Stored items:
▬▬▬▬▬▬▬▬▬▬

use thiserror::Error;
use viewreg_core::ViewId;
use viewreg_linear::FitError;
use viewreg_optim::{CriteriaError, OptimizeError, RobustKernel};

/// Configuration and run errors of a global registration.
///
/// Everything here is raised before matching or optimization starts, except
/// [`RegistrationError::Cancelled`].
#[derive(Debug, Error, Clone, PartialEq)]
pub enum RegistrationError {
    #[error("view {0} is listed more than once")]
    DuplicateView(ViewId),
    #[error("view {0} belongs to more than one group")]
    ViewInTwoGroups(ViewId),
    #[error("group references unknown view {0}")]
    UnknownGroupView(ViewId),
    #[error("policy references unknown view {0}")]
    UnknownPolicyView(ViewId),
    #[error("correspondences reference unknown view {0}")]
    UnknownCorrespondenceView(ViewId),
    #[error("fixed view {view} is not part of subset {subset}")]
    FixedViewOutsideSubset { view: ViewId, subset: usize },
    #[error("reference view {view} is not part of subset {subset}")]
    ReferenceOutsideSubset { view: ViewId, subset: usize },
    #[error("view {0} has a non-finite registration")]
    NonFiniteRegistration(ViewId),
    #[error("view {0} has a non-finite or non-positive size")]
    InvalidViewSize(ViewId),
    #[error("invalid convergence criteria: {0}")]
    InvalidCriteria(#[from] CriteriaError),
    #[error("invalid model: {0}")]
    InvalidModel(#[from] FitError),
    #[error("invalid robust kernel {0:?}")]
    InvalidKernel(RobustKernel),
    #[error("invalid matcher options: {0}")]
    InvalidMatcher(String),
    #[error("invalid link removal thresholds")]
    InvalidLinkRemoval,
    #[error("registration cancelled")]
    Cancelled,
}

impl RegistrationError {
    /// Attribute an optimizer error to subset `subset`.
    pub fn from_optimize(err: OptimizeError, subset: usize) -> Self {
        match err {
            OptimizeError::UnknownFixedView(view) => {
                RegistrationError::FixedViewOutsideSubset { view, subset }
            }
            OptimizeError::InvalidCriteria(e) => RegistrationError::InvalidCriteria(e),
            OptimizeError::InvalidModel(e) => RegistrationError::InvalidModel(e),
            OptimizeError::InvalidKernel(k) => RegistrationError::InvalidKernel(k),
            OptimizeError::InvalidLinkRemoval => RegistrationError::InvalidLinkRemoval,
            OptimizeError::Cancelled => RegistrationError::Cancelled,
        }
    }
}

▬▬▬▬▬▬▬▬▬▬

What you have to do:
Within the entries, find all lines that contain "than" and copy each one.

Reply to the task:
    #[error("view {0} is listed more than once")]
    #[error("view {0} belongs to more than one group")]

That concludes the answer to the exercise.